Whenever the words “include”, “includes” or
“including” are used in this Agreement, they shall be
deemed to be followed by the words “without
limitation”, whether or not they are in fact followed by
those words or words of like import. “Writing”,
“written” and comparable terms refer to printing,
typing and other means of reproducing words (including
electronic media) in a visible form. Except as the context may
otherwise require, references to any Contract are to that
Contract as amended, modified or supplemented from time to time
in accordance with the terms hereof and thereof; provided
that with respect to any Contract listed on any schedules
hereto, all such amendments, modifications or supplements must
also be listed in the appropriate schedule. Any dollar threshold
set further herein shall not be used as a benchmark for
determination of what is “material” or a
“Material Adverse Effect” or any phrase of similar
import under the Agreement. References from or through any date
mean, unless otherwise specified, from and including or through
and including, respectively.
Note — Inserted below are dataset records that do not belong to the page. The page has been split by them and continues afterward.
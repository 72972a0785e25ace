//! External object id validation.

use crate::errors::{codes, InvalidRequestParameterError};

/// Prefixes accepted when a call site does not pass its own allow-list.
pub const DEFAULT_OBJECT_ID_PREFIXES: &[&str] = &[
    "acct", "ba", "card", "ch", "cus", "dp", "du", "in", "pi", "pm", "po", "py", "re", "seti",
    "src", "tok", "tr",
];

/// Prefixes a charge-like field accepts.
pub const CHARGE_ID_PREFIXES: &[&str] = &["ch", "py"];

/// Validates an id against [`DEFAULT_OBJECT_ID_PREFIXES`].
pub fn validate_object_id(value: &str, field: &str) -> Result<(), InvalidRequestParameterError> {
    validate_object_id_with_prefixes(value, field, DEFAULT_OBJECT_ID_PREFIXES)
}

/// Validates that `value` is `<prefix>_<suffix>` with `prefix` in `prefixes`.
///
/// The suffix is opaque but must be non-empty and alphanumeric (underscores
/// allowed).
pub fn validate_object_id_with_prefixes(
    value: &str,
    field: &str,
    prefixes: &[&str],
) -> Result<(), InvalidRequestParameterError> {
    let valid = value.split_once('_').is_some_and(|(prefix, suffix)| {
        !prefix.is_empty()
            && prefix.chars().all(|c| c.is_ascii_lowercase())
            && prefixes.contains(&prefix)
            && !suffix.is_empty()
            && suffix.chars().all(|c| c.is_ascii_alphanumeric() || c == '_')
    });

    if valid {
        Ok(())
    } else {
        Err(InvalidRequestParameterError::new(
            codes::OBJECT_ID,
            format!(
                "{value} is not a valid id for {field}; expected one of the prefixes: {}",
                prefixes.join(", ")
            ),
        )
        .with_field(field)
        .with_value(value))
    }
}
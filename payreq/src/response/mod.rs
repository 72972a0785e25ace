//! Immutable read view over a decoded reply payload.

use crate::errors::ServerResponseError;
use serde::Serialize;
use std::ops::Index;

static NULL: serde_json::Value = serde_json::Value::Null;

/// A decoded API reply.
///
/// Built once and read-only afterwards. The `try_*` mutators exist so that
/// code written against a mutable map fails loudly instead of silently
/// diverging from what the server returned.
#[derive(Debug, Clone, PartialEq, Serialize)]
#[serde(transparent)]
pub struct Response {
    data: serde_json::Value,
}

impl Response {
    /// Wraps a decoded payload.
    #[must_use]
    pub fn new(data: serde_json::Value) -> Self {
        Self { data }
    }

    /// Wraps a list of records.
    #[must_use]
    pub fn from_records(records: Vec<serde_json::Value>) -> Self {
        Self::new(serde_json::Value::Array(records))
    }

    /// Checks if a top-level key exists.
    #[must_use]
    pub fn contains(&self, key: &str) -> bool {
        self.data.get(key).is_some()
    }

    /// Gets a top-level value.
    #[must_use]
    pub fn get(&self, key: &str) -> Option<&serde_json::Value> {
        self.data.get(key)
    }

    /// Gets an element of a list payload.
    #[must_use]
    pub fn get_index(&self, index: usize) -> Option<&serde_json::Value> {
        self.data.get(index)
    }

    /// Returns the number of top-level entries.
    #[must_use]
    pub fn len(&self) -> usize {
        match &self.data {
            serde_json::Value::Object(map) => map.len(),
            serde_json::Value::Array(items) => items.len(),
            serde_json::Value::Null => 0,
            _ => 1,
        }
    }

    /// Returns true if the payload has no entries.
    #[must_use]
    pub fn is_empty(&self) -> bool {
        self.len() == 0
    }

    /// The whole payload.
    #[must_use]
    pub fn data(&self) -> &serde_json::Value {
        &self.data
    }

    /// Consumes the response, returning the payload.
    #[must_use]
    pub fn into_data(self) -> serde_json::Value {
        self.data
    }

    /// Always fails: responses cannot be written to.
    pub fn try_set(
        &self,
        key: &str,
        _value: serde_json::Value,
    ) -> Result<(), ServerResponseError> {
        Err(ServerResponseError::new(format!(
            "Response is read-only; cannot set '{key}'"
        )))
    }

    /// Always fails: responses cannot be deleted from.
    pub fn try_remove(&self, key: &str) -> Result<serde_json::Value, ServerResponseError> {
        Err(ServerResponseError::new(format!(
            "Response is read-only; cannot remove '{key}'"
        )))
    }
}

impl Index<&str> for Response {
    type Output = serde_json::Value;

    /// Returns `Null` for absent keys.
    fn index(&self, key: &str) -> &Self::Output {
        self.data.get(key).unwrap_or(&NULL)
    }
}

impl Index<usize> for Response {
    type Output = serde_json::Value;

    fn index(&self, index: usize) -> &Self::Output {
        self.data.get(index).unwrap_or(&NULL)
    }
}

impl From<serde_json::Value> for Response {
    fn from(data: serde_json::Value) -> Self {
        Self::new(data)
    }
}

#[cfg(test)]
mod tests {
    use super::*;
    use serde_json::json;

    fn response() -> Response {
        Response::new(json!({"id": "ch_1", "amount": 100}))
    }

    #[test]
    fn test_reads() {
        let response = response();
        assert!(response.contains("id"));
        assert!(!response.contains("missing"));
        assert_eq!(response["amount"], json!(100));
        assert_eq!(response["missing"], json!(null));
        assert_eq!(response.get("id"), Some(&json!("ch_1")));
        assert_eq!(response.len(), 2);
    }

    #[test]
    fn test_writes_fail() {
        let response = response();
        let err = response.try_set("amount", json!(1)).unwrap_err();
        assert!(err.message.contains("amount"));
        assert!(response.try_remove("id").is_err());
        assert_eq!(response["amount"], json!(100));
    }

    #[test]
    fn test_list_payload() {
        let response = Response::from_records(vec![json!({"a": 1}), json!({"a": 2})]);
        assert_eq!(response.len(), 2);
        assert_eq!(response[1]["a"], json!(2));
        assert_eq!(response[5], json!(null));
        assert!(!response.contains("a"));
    }

    #[test]
    fn test_serializes_transparently() {
        let json = serde_json::to_value(response()).unwrap();
        assert_eq!(json, json!({"id": "ch_1", "amount": 100}));
    }
}
//! Test mode flag for developer sites.

use crate::errors::Result;
use crate::request::Request;
use serde_json::json;

/// Marks requests from a site in dev mode with `test_mode`.
pub trait ModeFlag: Request {
    /// Sets `test_mode` to true when the site runs in dev mode.
    ///
    /// Outside dev mode the parameter is left unset so the remote side
    /// decides.
    fn apply_mode_flag(&mut self) -> Result<()> {
        if self.core().site().dev_mode {
            self.core_mut().set_param("test_mode", json!(true))?;
        }
        Ok(())
    }
}
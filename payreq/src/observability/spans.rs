//! Span attributes for outbound requests.

use crate::request::PreparedRequest;
use serde::{Deserialize, Serialize};
use std::collections::HashMap;
use std::time::Instant;
use tracing::trace;

/// Identity of an outbound request as span attributes.
#[derive(Debug, Clone, Default, Serialize, Deserialize)]
pub struct RequestSpanAttributes {
    /// Request type name.
    pub request_type: String,
    /// HTTP method.
    pub method: Option<String>,
    /// Endpoint path.
    pub endpoint: Option<String>,
    /// Idempotency key.
    pub idempotency_key: Option<String>,
    /// Extension point the request went through.
    pub extension_point: Option<String>,
    /// Outcome, set once the reply is formatted.
    pub outcome: Option<String>,
    /// Error code if the call failed.
    pub error_code: Option<String>,
    /// Duration in milliseconds.
    pub duration_ms: Option<f64>,
}

impl RequestSpanAttributes {
    /// Creates attributes for a request type.
    #[must_use]
    pub fn new(request_type: impl Into<String>) -> Self {
        Self {
            request_type: request_type.into(),
            ..Default::default()
        }
    }

    /// Creates attributes describing a prepared request.
    #[must_use]
    pub fn from_prepared(prepared: &PreparedRequest) -> Self {
        Self {
            request_type: prepared.request_type.to_string(),
            method: Some(prepared.method.to_string()),
            endpoint: Some(prepared.api.clone()),
            idempotency_key: Some(prepared.idempotency_key.to_string()),
            ..Default::default()
        }
    }

    /// Sets the extension point.
    #[must_use]
    pub fn with_extension_point(mut self, point: impl Into<String>) -> Self {
        self.extension_point = Some(point.into());
        self
    }

    /// Sets the outcome.
    #[must_use]
    pub fn with_outcome(mut self, outcome: impl Into<String>) -> Self {
        self.outcome = Some(outcome.into());
        self
    }

    /// Sets the error code.
    #[must_use]
    pub fn with_error_code(mut self, code: impl Into<String>) -> Self {
        self.error_code = Some(code.into());
        self
    }

    /// Sets the duration.
    #[must_use]
    pub fn with_duration_ms(mut self, duration_ms: f64) -> Self {
        self.duration_ms = Some(duration_ms);
        self
    }

    /// Converts to OpenTelemetry attributes.
    #[must_use]
    pub fn to_otel_attributes(&self) -> HashMap<String, String> {
        let mut attrs = HashMap::new();

        attrs.insert("payreq.request_type".to_string(), self.request_type.clone());

        if let Some(ref v) = self.method {
            attrs.insert("http.request.method".to_string(), v.clone());
        }
        if let Some(ref v) = self.endpoint {
            attrs.insert("url.path".to_string(), v.clone());
        }
        if let Some(ref v) = self.idempotency_key {
            attrs.insert("payreq.idempotency_key".to_string(), v.clone());
        }
        if let Some(ref v) = self.extension_point {
            attrs.insert("payreq.extension_point".to_string(), v.clone());
        }
        if let Some(ref v) = self.outcome {
            attrs.insert("payreq.outcome".to_string(), v.clone());
        }
        if let Some(ref v) = self.error_code {
            attrs.insert("error.type".to_string(), v.clone());
        }
        if let Some(v) = self.duration_ms {
            attrs.insert("payreq.duration_ms".to_string(), v.to_string());
        }

        attrs
    }
}

/// Times the client call of one request.
///
/// Holds the request's attributes and stamps the duration on them when
/// finished.
#[derive(Debug)]
pub struct SpanTimer {
    start: Instant,
    attributes: RequestSpanAttributes,
}

impl SpanTimer {
    /// Starts timing the request described by `attributes`.
    #[must_use]
    pub fn start(attributes: RequestSpanAttributes) -> Self {
        Self {
            start: Instant::now(),
            attributes,
        }
    }

    /// Returns the elapsed time in milliseconds.
    #[must_use]
    pub fn elapsed_ms(&self) -> f64 {
        self.start.elapsed().as_secs_f64() * 1000.0
    }

    /// The attributes being timed.
    #[must_use]
    pub fn attributes(&self) -> &RequestSpanAttributes {
        &self.attributes
    }

    /// Stops the timer and returns the attributes with `duration_ms` set.
    #[must_use]
    pub fn finish(self) -> RequestSpanAttributes {
        let duration_ms = self.elapsed_ms();
        trace!(
            request_type = %self.attributes.request_type,
            duration_ms,
            "Client call returned"
        );
        self.attributes.with_duration_ms(duration_ms)
    }
}
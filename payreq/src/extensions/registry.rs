//! Ordered subscriber lists keyed by extension point.

use crate::errors::{Result, ServerRequestError};
use crate::request::Request;
use parking_lot::RwLock;
use std::collections::HashMap;
use std::sync::Arc;
use tracing::{debug, info};

/// Priority subscribers get when registered without one.
pub const DEFAULT_PRIORITY: i32 = 10;

/// A subscriber to an extension point.
///
/// Returns the request unchanged or a replacement built with
/// [`crate::request::RequestType::extend`].
pub trait RequestFilter: Send + Sync {
    /// Processes the request.
    fn filter(&self, request: Box<dyn Request>) -> Result<Box<dyn Request>>;
}

impl<F> RequestFilter for F
where
    F: Fn(Box<dyn Request>) -> Result<Box<dyn Request>> + Send + Sync,
{
    fn filter(&self, request: Box<dyn Request>) -> Result<Box<dyn Request>> {
        self(request)
    }
}

struct Subscriber {
    priority: i32,
    filter: Arc<dyn RequestFilter>,
}

/// Registry of request filters.
///
/// Subscribers for a point run in ascending priority; equal priorities run
/// in registration order.
#[derive(Default)]
pub struct FilterRegistry {
    points: RwLock<HashMap<String, Vec<Subscriber>>>,
}

impl FilterRegistry {
    /// Creates a new empty registry.
    #[must_use]
    pub fn new() -> Self {
        Self::default()
    }

    /// Subscribes `filter` to `point` at [`DEFAULT_PRIORITY`].
    pub fn add_filter<F>(&self, point: impl Into<String>, filter: F)
    where
        F: Fn(Box<dyn Request>) -> Result<Box<dyn Request>> + Send + Sync + 'static,
    {
        self.subscribe(point, DEFAULT_PRIORITY, Arc::new(filter));
    }

    /// Subscribes `filter` to `point` at `priority`.
    pub fn add_filter_with_priority<F>(&self, point: impl Into<String>, priority: i32, filter: F)
    where
        F: Fn(Box<dyn Request>) -> Result<Box<dyn Request>> + Send + Sync + 'static,
    {
        self.subscribe(point, priority, Arc::new(filter));
    }

    /// Subscribes a filter object to `point` at `priority`.
    pub fn subscribe(
        &self,
        point: impl Into<String>,
        priority: i32,
        filter: Arc<dyn RequestFilter>,
    ) {
        let point = point.into();
        let mut points = self.points.write();
        let subscribers = points.entry(point.clone()).or_default();
        let position = subscribers.partition_point(|s| s.priority <= priority);
        subscribers.insert(position, Subscriber { priority, filter });
        debug!(point = %point, priority, "Registered request filter");
    }

    /// Number of subscribers to `point`.
    #[must_use]
    pub fn subscriber_count(&self, point: &str) -> usize {
        self.points.read().get(point).map_or(0, Vec::len)
    }

    /// True if anything subscribes to `point`.
    #[must_use]
    pub fn has_filters(&self, point: &str) -> bool {
        self.subscriber_count(point) > 0
    }

    /// Removes every subscriber of `point`.
    pub fn remove_all(&self, point: &str) {
        self.points.write().remove(point);
    }

    /// Clears the registry.
    pub fn clear(&self) {
        self.points.write().clear();
    }

    /// Runs `request` through the subscribers of its extension point.
    ///
    /// Requests whose type declares no extension point are returned as is.
    pub fn apply_filters(&self, request: Box<dyn Request>) -> Result<Box<dyn Request>> {
        match request.descriptor().resolved_extension_point() {
            Some(point) => self.apply_filters_at(point, request),
            None => Ok(request),
        }
    }

    /// Runs `request` through the subscribers of `point`.
    ///
    /// The first failing subscriber aborts the chain and its error is
    /// returned unchanged. Every replacement must be the original type or a
    /// descendant of it, and must keep every value locked before it ran.
    pub fn apply_filters_at(
        &self,
        point: &str,
        mut request: Box<dyn Request>,
    ) -> Result<Box<dyn Request>> {
        // Snapshot so subscribers may register filters without deadlocking.
        let filters: Vec<Arc<dyn RequestFilter>> = match self.points.read().get(point) {
            Some(subscribers) => subscribers.iter().map(|s| Arc::clone(&s.filter)).collect(),
            None => return Ok(request),
        };

        let original = request.descriptor();
        for filter in filters {
            let before = request.descriptor().name;
            let locks = request.core().params().locked().clone();
            request = filter.filter(request)?;

            let after = request.descriptor();
            if !after.is_a(original) {
                return Err(ServerRequestError::new(format!(
                    "Filter for {point} returned {}, which does not extend {}",
                    after.name, original.name
                ))
                .into());
            }
            request.core_mut().inherit_locks(&locks)?;
            if after.name != before {
                info!(
                    point = %point,
                    from = before,
                    to = after.name,
                    "Request replaced by extension"
                );
            }
        }
        Ok(request)
    }
}

impl std::fmt::Debug for FilterRegistry {
    fn fmt(&self, f: &mut std::fmt::Formatter<'_>) -> std::fmt::Result {
        let points = self.points.read();
        f.debug_struct("FilterRegistry")
            .field("point_count", &points.len())
            .field(
                "subscriber_count",
                &points.values().map(Vec::len).sum::<usize>(),
            )
            .finish()
    }
}
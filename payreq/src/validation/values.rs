//! Scalar value validators: dates, currencies, numeric bounds, identifiers.

use crate::config::SiteConfig;
use crate::errors::{codes, InvalidRequestParameterError};
use chrono::{DateTime, NaiveDate, NaiveDateTime};
use regex::Regex;
use std::sync::LazyLock;

#[allow(clippy::expect_used)]
static IDENTIFIER_REGEX: LazyLock<Regex> =
    LazyLock::new(|| Regex::new(r"^[A-Za-z0-9_.@\-]+$").expect("identifier pattern is valid"));

/// Formats accepted by [`validate_date`], tried in order after RFC 3339.
const DATE_TIME_FORMATS: &[&str] = &["%Y-%m-%d %H:%M:%S", "%Y-%m-%dT%H:%M:%S"];

/// Parses a calendar date or date-time.
///
/// Accepts RFC 3339, `YYYY-MM-DD HH:MM:SS`, `YYYY-MM-DDTHH:MM:SS` and
/// `YYYY-MM-DD` (midnight).
pub fn validate_date(value: &str, field: &str) -> Result<NaiveDateTime, InvalidRequestParameterError> {
    let trimmed = value.trim();

    if let Ok(dt) = DateTime::parse_from_rfc3339(trimmed) {
        return Ok(dt.naive_utc());
    }
    for format in DATE_TIME_FORMATS {
        if let Ok(dt) = NaiveDateTime::parse_from_str(trimmed, format) {
            return Ok(dt);
        }
    }
    if let Some(dt) = NaiveDate::parse_from_str(trimmed, "%Y-%m-%d")
        .ok()
        .and_then(|d| d.and_hms_opt(0, 0, 0))
    {
        return Ok(dt);
    }

    Err(InvalidRequestParameterError::new(
        codes::DATE,
        format!("'{value}' is not a valid date for the parameter {field}"),
    )
    .with_field(field)
    .with_value(value))
}

/// Validates a three-letter currency code against the site's supported set.
///
/// Returns the lower-case code as the remote API expects it.
pub fn validate_currency_code(
    value: &str,
    field: &str,
    site: &SiteConfig,
) -> Result<String, InvalidRequestParameterError> {
    let well_formed = value.len() == 3 && value.chars().all(|c| c.is_ascii_alphabetic());
    if well_formed && site.supports_currency(value) {
        return Ok(value.to_ascii_lowercase());
    }

    Err(InvalidRequestParameterError::new(
        codes::CURRENCY,
        format!(
            "{value} is not a supported currency for {field}. Supported: {}",
            site.supported_currencies
                .iter()
                .cloned()
                .collect::<Vec<_>>()
                .join(", ")
        ),
    )
    .with_field(field)
    .with_value(value))
}

/// Whether the lower bound itself is an accepted value.
#[derive(Debug, Clone, Copy, PartialEq, Eq)]
pub enum Bound {
    /// `value >= threshold`.
    Inclusive,
    /// `value > threshold`.
    Exclusive,
}

/// Validates that `value` is numeric and above `threshold`.
///
/// Numeric strings are accepted. Returns the numeric value.
pub fn validate_lower_bound(
    value: &serde_json::Value,
    threshold: f64,
    bound: Bound,
    field: &str,
) -> Result<f64, InvalidRequestParameterError> {
    let number = match value {
        serde_json::Value::Number(n) => n.as_f64(),
        serde_json::Value::String(s) => s.trim().parse::<f64>().ok().filter(|n| n.is_finite()),
        _ => None,
    };

    let Some(number) = number else {
        return Err(InvalidRequestParameterError::new(
            codes::LOWER_BOUND,
            format!("The value of {field} must be numeric, got {value}"),
        )
        .with_field(field)
        .with_value(value.clone()));
    };

    let ok = match bound {
        Bound::Inclusive => number >= threshold,
        Bound::Exclusive => number > threshold,
    };
    if ok {
        return Ok(number);
    }

    let relation = match bound {
        Bound::Inclusive => "greater than or equal to",
        Bound::Exclusive => "greater than",
    };
    Err(InvalidRequestParameterError::new(
        codes::LOWER_BOUND,
        format!("The value of {field} must be {relation} {threshold}, got {number}"),
    )
    .with_field(field)
    .with_value(value.clone()))
}

/// Validates a restricted identifier such as a login name.
///
/// Only ASCII letters, digits, `_`, `.`, `@` and `-` are allowed.
pub fn validate_identifier(value: &str, field: &str) -> Result<(), InvalidRequestParameterError> {
    if IDENTIFIER_REGEX.is_match(value) {
        Ok(())
    } else {
        Err(InvalidRequestParameterError::new(
            codes::IDENTIFIER,
            format!("{field} contains characters that are not allowed"),
        )
        .with_field(field)
        .with_value(value))
    }
}

/// Validates that `value` is one of `options`.
pub fn validate_option<'a>(
    value: &str,
    field: &str,
    options: &[&'a str],
) -> Result<&'a str, InvalidRequestParameterError> {
    options.iter().copied().find(|o| *o == value).ok_or_else(|| {
        InvalidRequestParameterError::new(
            codes::OPTION,
            format!("{value} is not a valid {field}; expected one of: {}", options.join(", ")),
        )
        .with_field(field)
        .with_value(value)
    })
}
References to “law”,
“laws” or to a particular statute or law shall be
deemed also to include any Applicable Law. The terms
“material,” “materiality,” or other similar
qualifiers when used with respect to (i) the Company or any
of its Subsidiaries shall refer to the Company and its
Subsidiaries, taken as a whole and (ii) Parent or any of
its Subsidiaries shall refer to Parent and its Subsidiaries,
taken as a whole. The parties agree that the terms and language
of this Agreement were the result of negotiations between the
parties and their respective advisors and, as a result, there
shall be no presumption that any ambiguities in this Agreement
shall be resolved against any party. Any controversy over
construction of this Agreement shall be decided without regard
to events of authorship.
[Remainder
of page intentionally left blank]
56
IN WITNESS WHEREOF, the parties hereto have caused this
Agreement to be duly executed by their respective authorized
officers as of the day and year first above written.
PARENT:
METROPOLITAN HEALTH NETWORKS, INC.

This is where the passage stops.